I recently came across this paper by Michal Brzezinski about (the lack of) power laws in citation distributions. It made me a little curious about the citations of my own articles so I threw together a little script using James Keirstead’s Scholar package for R
. In the plot above, every line represents a single article with time on the x-axis and (cumulative) number of citations on the y-axis.
It’s not super informative, so we can break it down a few ways to graphically explore the data.
The easiest thing to do is to simply color-code each article by the type of research it involves. My research spans four overlapping phases: (1) My work with CHIBPS studying the intersection of HIV, drug use, and behavior among young men who have sex with men in New York City; (2) my two years as a research assistant in Health Policy and Management studying surgical safety checklists, implementation of health initiatives, and patient-centric care; (3) the start of my doctoral program and studying socioeconomic and racial disparities in health; and (4) my more recent (and concurrent with 3) work on digital phenotyping with the Onnela Lab.
Once each article is color-coded, we can see my research transition over time below. The grey line represents the best fit (linear regression) line across all articles and groups.
What if we were interested in the actual slope of each group? That is, do some areas appear to get cited more quickly than other research areas? Plotting the same data as above, but fitting the regression line for each group, we can see the slope for all groups are relatively similar except for Health Policy and Management, which appears to have picked up new citations a little slower than the others.
We can show this more clearly by shifting all articles to 0 and instead plotting the age of each article.

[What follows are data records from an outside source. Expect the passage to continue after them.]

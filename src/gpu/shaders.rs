//! WGSL kernel sources
//!
//! Each kernel compiles as its own shader module (common uniform block +
//! kernel body), keeping the binding table of every module down to what its
//! entry point actually uses. `full_source` concatenates everything for the
//! copy recorded in the bundle.

pub const COMMON: &str = include_str!("shaders/common.wgsl");
pub const TOKEN_EMBED: &str = include_str!("shaders/token_embed.wgsl");
pub const RMS_NORM: &str = include_str!("shaders/rms_norm.wgsl");
pub const MATMUL_F32: &str = include_str!("shaders/matmul_f32.wgsl");
pub const MATMUL_Q4: &str = include_str!("shaders/matmul_q4.wgsl");
pub const MATMUL_Q8: &str = include_str!("shaders/matmul_q8.wgsl");
pub const ROPE_EMBED: &str = include_str!("shaders/rope_embed.wgsl");
pub const ATTENTION: &str = include_str!("shaders/attention.wgsl");
pub const SWIGLU: &str = include_str!("shaders/swiglu.wgsl");
pub const LM_HEAD: &str = include_str!("shaders/lm_head.wgsl");
pub const RESIDUAL_ADD: &str = include_str!("shaders/residual_add.wgsl");

/// Source of one compilable module: common declarations + kernel body
pub fn module_source(kernel_src: &str) -> String {
    format!("{}\n{}", COMMON, kernel_src)
}

/// Every kernel in one listing, as persisted at `webgpu/kernels.wgsl`
pub fn full_source() -> String {
    let mut out = String::from(COMMON);
    for src in [
        TOKEN_EMBED,
        RMS_NORM,
        MATMUL_F32,
        MATMUL_Q4,
        MATMUL_Q8,
        ROPE_EMBED,
        ATTENTION,
        SWIGLU,
        LM_HEAD,
        RESIDUAL_ADD,
    ] {
        out.push('\n');
        out.push_str(src);
    }
    out
}
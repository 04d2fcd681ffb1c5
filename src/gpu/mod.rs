//! GPU compute backend
//!
//! A thin facade over wgpu (device, buffers, encoders, readback), the fixed
//! kernel set the forward pass dispatches, and the shard-to-device weight
//! upload path.

pub mod device;
pub mod pipelines;
pub mod shaders;
pub mod uniforms;
pub mod weights;

pub use device::GpuContext;
pub use pipelines::{Kernel, KernelSet};
pub use uniforms::KernelUniforms;
pub use weights::{WeightEntry, WeightTable};
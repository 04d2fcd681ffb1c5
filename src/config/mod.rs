//! Server configuration with TOML support
//!
//! Unified configuration for the HTTP surface and the engine, loadable
//! from a TOML file with environment variable overrides on top.

use serde::{Deserialize, Serialize};
use tracing::{info, warn};

/// Complete server configuration
#[derive(Debug, Clone, Serialize, Deserialize, Default)]
#[serde(default)]
pub struct AccelConfig {
    pub server: ServerConfig,
    pub engine: EngineSettings,
}

#[derive(Debug, Clone, Serialize, Deserialize)]
#[serde(default)]
pub struct ServerConfig {
    /// Bind host (localhost-only by default)
    pub host: String,
    pub port: u16,
    /// Allow cross-origin requests
    pub enable_cors: bool,
}

impl Default for ServerConfig {
    fn default() -> Self {
        Self {
            host: "127.0.0.1".to_string(),
            port: 8080,
            enable_cors: false,
        }
    }
}

#[derive(Debug, Clone, Serialize, Deserialize)]
#[serde(default)]
pub struct EngineSettings {
    /// Object store root for converted bundles
    pub data_dir: String,
    /// Default quantization when the descriptor does not pin one
    pub default_quant: String,
    /// Token streaming channel capacity
    pub token_channel_size: usize,
}

impl Default for EngineSettings {
    fn default() -> Self {
        Self {
            data_dir: "./data".to_string(),
            default_quant: "q4".to_string(),
            token_channel_size: 256,
        }
    }
}

impl AccelConfig {
    /// Load configuration from a TOML file
    pub fn from_file(path: &str) -> Result<Self, String> {
        let contents = std::fs::read_to_string(path)
            .map_err(|e| format!("Failed to read config file: {}", e))?;
        toml::from_str(&contents).map_err(|e| format!("Failed to parse config: {}", e))
    }

    /// Load from `ACCEL_CONFIG` (if set) or defaults, then apply env overrides
    pub fn load() -> Self {
        let mut config = if let Ok(path) = std::env::var("ACCEL_CONFIG") {
            match Self::from_file(&path) {
                Ok(cfg) => {
                    info!("Loaded config from {}", path);
                    cfg
                }
                Err(e) => {
                    warn!("Failed to load config: {}, using defaults", e);
                    Self::default()
                }
            }
        } else {
            Self::default()
        };

        config.apply_env_overrides();
        config
    }

    fn apply_env_overrides(&mut self) {
        if let Ok(host) = std::env::var("HOST") {
            self.server.host = host;
        }
        if let Ok(port) = std::env::var("PORT") {
            if let Ok(port) = port.parse() {
                self.server.port = port;
            }
        }
        if std::env::var("ENABLE_CORS").unwrap_or_default() == "true" {
            self.server.enable_cors = true;
        }
        if let Ok(dir) = std::env::var("ACCEL_DATA_DIR") {
            self.engine.data_dir = dir;
        }
        if let Ok(quant) = std::env::var("ACCEL_QUANT") {
            self.engine.default_quant = quant;
        }
    }

    pub fn validate(&self) -> Result<(), String> {
        if self.server.host.is_empty() {
            return Err("server host must not be empty".into());
        }
        if self.server.port == 0 {
            return Err("server port must be non-zero".into());
        }
        if self.engine.token_channel_size == 0 {
            return Err("token channel size must be non-zero".into());
        }
        Ok(())
    }
}

#[cfg(test)]
mod tests {
    use super::*;

    #[test]
    fn defaults_validate() {
        assert!(AccelConfig::default().validate().is_ok());
    }

    #[test]
    fn parses_partial_toml() {
        let cfg: AccelConfig = toml::from_str(
            r#"
            [server]
            port = 9090

            [engine]
            default_quant = "q8"
            "#,
        )
        .unwrap();
        assert_eq!(cfg.server.port, 9090);
        assert_eq!(cfg.server.host, "127.0.0.1");
        assert_eq!(cfg.engine.default_quant, "q8");
    }
}
//! Block-wise integer quantization codecs
//!
//! Weight tensors are partitioned into fixed-size blocks (default 32
//! elements), each carrying one f32 scale. Q8 stores one signed byte per
//! element, Q4 packs two signed nibbles per byte with the even-indexed
//! element in the low nibble.

pub mod codec;

use crate::utils::error::{AccelError, Result};
use serde::{Deserialize, Serialize};

pub use codec::{
    bf16_to_f32, dequantize_q4, dequantize_q8, f16_to_f32, f32_to_f16, quantize_q4, quantize_q8,
};

/// Default number of elements per quantization block
pub const DEFAULT_BLOCK_SIZE: usize = 32;

/// Storage dtype of a converted tensor
#[derive(Debug, Clone, Copy, PartialEq, Eq, Serialize, Deserialize)]
#[serde(rename_all = "lowercase")]
pub enum Dtype {
    F32,
    F16,
    Q8,
    Q4,
}

impl Dtype {
    /// Wire code used in shard records
    pub fn code(self) -> u8 {
        match self {
            Dtype::F32 => 0,
            Dtype::F16 => 1,
            Dtype::Q8 => 2,
            Dtype::Q4 => 3,
        }
    }

    pub fn from_code(code: u8) -> Result<Self> {
        match code {
            0 => Ok(Dtype::F32),
            1 => Ok(Dtype::F16),
            2 => Ok(Dtype::Q8),
            3 => Ok(Dtype::Q4),
            other => Err(AccelError::Unsupported(format!(
                "unknown dtype code {}",
                other
            ))),
        }
    }

    /// Exact byte length of the data region for `n_elems` elements,
    /// including the per-block scale prefix for quantized dtypes.
    pub fn data_len(self, n_elems: usize, block: usize) -> usize {
        match self {
            Dtype::F32 => n_elems * 4,
            Dtype::F16 => n_elems * 2,
            Dtype::Q8 => {
                let n_blocks = n_elems.div_ceil(block);
                n_blocks * 4 + n_elems
            }
            Dtype::Q4 => {
                // Nibbles are packed within each block, so a short trailing
                // block still rounds up to whole bytes on its own.
                let n_blocks = n_elems.div_ceil(block);
                let mut packed = 0;
                let mut remaining = n_elems;
                while remaining > 0 {
                    let in_block = remaining.min(block);
                    packed += in_block.div_ceil(2);
                    remaining -= in_block;
                }
                n_blocks * 4 + packed
            }
        }
    }

    pub fn as_str(self) -> &'static str {
        match self {
            Dtype::F32 => "f32",
            Dtype::F16 => "f16",
            Dtype::Q8 => "q8",
            Dtype::Q4 => "q4",
        }
    }
}

/// Target precision for converted weight tensors
#[derive(Debug, Clone, Copy, PartialEq, Eq, Serialize, Deserialize, Default)]
#[serde(rename_all = "lowercase")]
pub enum QuantMode {
    F32,
    F16,
    Q8,
    #[default]
    Q4,
}

impl QuantMode {
    /// Parse from string (case-insensitive)
    pub fn from_str_lossy(s: &str) -> Self {
        match s.to_lowercase().as_str() {
            "f32" => Self::F32,
            "f16" => Self::F16,
            "q8" | "q8_0" | "8" => Self::Q8,
            "q4" | "q4_0" | "4" => Self::Q4,
            _ => Self::Q4,
        }
    }

    pub fn as_str(self) -> &'static str {
        match self {
            Self::F32 => "f32",
            Self::F16 => "f16",
            Self::Q8 => "q8",
            Self::Q4 => "q4",
        }
    }

    /// Dtype that weight tensors take under this mode
    pub fn weight_dtype(self) -> Dtype {
        match self {
            Self::F32 => Dtype::F32,
            Self::F16 => Dtype::F16,
            Self::Q8 => Dtype::Q8,
            Self::Q4 => Dtype::Q4,
        }
    }
}

/// Quantization policy handed to the converter
#[derive(Debug, Clone, Serialize, Deserialize)]
pub struct QuantPolicy {
    /// Target precision for rank >= 2 weight tensors
    pub mode: QuantMode,
    /// Elements per block, 16-64
    pub block_size: usize,
    /// Use the 99th percentile instead of max-abs when deriving Q4 scales
    pub calibrate: bool,
}

impl Default for QuantPolicy {
    fn default() -> Self {
        Self {
            mode: QuantMode::Q4,
            block_size: DEFAULT_BLOCK_SIZE,
            calibrate: false,
        }
    }
}

impl QuantPolicy {
    pub fn validate(&self) -> Result<()> {
        if !(16..=64).contains(&self.block_size) {
            return Err(AccelError::InvalidParameters(format!(
                "block size must be between 16 and 64, got {}",
                self.block_size
            )));
        }
        Ok(())
    }
}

Visualizing it this way shows my health inequalities articles picking up citations the fastest and confirms HPM articles (at least my HPM articles) picking them up more slowly.

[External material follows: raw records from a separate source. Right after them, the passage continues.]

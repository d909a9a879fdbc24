//! The metadata document read by the instantiation tooling.

use std::collections::{BTreeMap, BTreeSet};

use cellc_common::error::Result;
use cellc_model::dependency::Dependency;
use cellc_model::image::CellImage;
use serde::{Deserialize, Serialize};

/// Contents of `metadata.json`.
#[derive(Debug, Clone, PartialEq, Eq, Serialize, Deserialize)]
#[serde(rename_all = "camelCase")]
pub struct MetadataDocument {
    /// Organization.
    pub org: String,
    /// Image name.
    pub name: String,
    /// Image version.
    pub ver: String,
    /// Locally built container images.
    pub docker_images: Vec<String>,
    /// Whether a component scales to zero.
    pub zero_scaling: bool,
    /// Whether a component autoscales on metrics.
    pub auto_scaling: bool,
    /// Labels of all components; a later component wins on conflict.
    pub labels: BTreeMap<String, String>,
    /// Cell dependencies keyed by alias.
    pub dependencies: BTreeMap<String, Dependency>,
    /// Component → components it calls.
    pub component_dep: BTreeMap<String, Vec<String>>,
    /// Components reachable through the gateway.
    pub exposed: BTreeSet<String>,
}

impl MetadataDocument {
    /// Renders the document as JSON.
    ///
    /// # Errors
    ///
    /// Returns an error if serialization fails.
    pub fn to_json(&self) -> Result<String> {
        Ok(serde_json::to_string_pretty(self)?)
    }
}

/// Builds the metadata document of `image`.
pub fn emit_metadata(image: &CellImage) -> MetadataDocument {
    let mut labels = BTreeMap::new();
    let mut component_dep = BTreeMap::new();
    for component in image.components() {
        labels.extend(
            component
                .labels
                .iter()
                .map(|(k, v)| (k.clone(), v.clone())),
        );
        if !component.depends_on.is_empty() {
            let _ = component_dep.insert(component.name.clone(), component.depends_on.clone());
        }
    }
    MetadataDocument {
        org: image.identity.org.clone(),
        name: image.identity.name.clone(),
        ver: image.identity.version.clone(),
        docker_images: image.docker_images.clone(),
        zero_scaling: image.zero_scaling,
        auto_scaling: image.auto_scaling,
        labels,
        dependencies: image.dependencies.aliases.clone(),
        component_dep,
        exposed: image.exposed.clone(),
    }
}
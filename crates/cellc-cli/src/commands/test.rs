//! `cellc test`: Run the test suite of a cell image on the cluster.

use std::path::PathBuf;
use std::sync::Arc;
use std::sync::atomic::{AtomicBool, Ordering};

use cellc_common::config::BuildConfig;
use cellc_common::types::ImageName;
use cellc_compiler::Compiler;
use cellc_image::builder::{DockerCli, ImageBuilder, SkipBuild};
use clap::Args;

use crate::kubectl::{Kubectl, TestOutcome, TestRunner, TestTarget};
use crate::output::ArtifactWriter;

/// Arguments for the `test` command.
#[derive(Args, Debug)]
pub struct TestArgs {
    /// Path to the component descriptor.
    #[arg(default_value = "cell.yaml")]
    pub descriptor: PathBuf,

    /// Image identity as `org/name:version`.
    #[arg(short, long, value_parser = super::parse_identity)]
    pub image: ImageName,

    /// Directory receiving one log file per test.
    #[arg(long, default_value = "logs")]
    pub logs_dir: PathBuf,

    /// Do not build components sourced from a local directory.
    #[arg(long)]
    pub skip_image_build: bool,
}

/// Executes the `test` command.
///
/// Compiles the descriptor, writes one Cell per test, and runs them one
/// at a time. Ctrl+C stops waiting and deletes the running test cell.
///
/// # Errors
///
/// Returns an error if compilation fails, `kubectl` is unavailable, the
/// cluster cannot be reached, or any test fails.
pub fn execute(args: TestArgs, config: &BuildConfig) -> anyhow::Result<()> {
    let descriptor = super::load_descriptor(&args.descriptor)?;
    let builder: &dyn ImageBuilder = if args.skip_image_build {
        &SkipBuild
    } else {
        &DockerCli
    };
    let compilation = Compiler::new(builder).compile(&descriptor, args.image)?;
    if compilation.tests.is_empty() {
        println!("No tests defined for {}.", compilation.image.identity);
        return Ok(());
    }

    let paths = ArtifactWriter::new(config).write_tests(&compilation.tests)?;
    let targets: Vec<TestTarget> = compilation
        .tests
        .iter()
        .zip(paths)
        .map(|(cell, path)| TestTarget {
            cell: cell.metadata.name.clone(),
            service: cell
                .spec
                .services_templates
                .first()
                .map_or_else(|| cell.metadata.name.clone(), |t| t.metadata.name.clone()),
            path,
        })
        .collect();

    let kubectl = Kubectl::locate()?;
    let running = Arc::new(AtomicBool::new(true));
    let r = running.clone();
    ctrlc::set_handler(move || {
        r.store(false, Ordering::SeqCst);
    })
    .map_err(|e| anyhow::anyhow!("failed to set Ctrl+C handler: {e}"))?;

    let runner = TestRunner::new(&kubectl, running.clone(), &args.logs_dir);
    let mut failed = Vec::new();
    for target in &targets {
        println!("Running test {} ...", target.cell);
        let outcome = runner.run(target)?;
        match &outcome {
            TestOutcome::Passed => println!("  {} passed", target.cell),
            TestOutcome::Failed => {
                println!("  {} FAILED", target.cell);
                failed.push(target.cell.clone());
            }
            TestOutcome::Skipped(reason) => println!("  {} skipped: {reason}", target.cell),
            TestOutcome::Cancelled => {
                println!("  {} cancelled", target.cell);
                break;
            }
        }
    }

    println!("Logs saved to {}", args.logs_dir.display());
    if !running.load(Ordering::SeqCst) {
        anyhow::bail!("test run interrupted");
    }
    if !failed.is_empty() {
        anyhow::bail!("{} test(s) failed: {}", failed.len(), failed.join(", "));
    }
    Ok(())
}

Now, suppose we want to know what the composition of my citations in regards to article type over time. We can plot a stacked bar chart below with each bar representing a year and the y-axis representing number of citations. Again, colors represent article type. Unsurprisingly, we see my older work taking up a smaller proportion of the total number of citations as time progresses.
No real take home message here. Except maybe if you’re looking for ways of increasing your citation count in the field of public health, health inequalities seems to be a good way to go — which is fortunate because you won’t be making any money. Also, there seems to be a bug in Google Scholar. It shows my total citations as being over 200, yet when counting the citations for each individual article, I’m still well below that. Code here.
Acknowledgement: Helpful comments by Monica Alexander on the first plot inspired the rest of this post.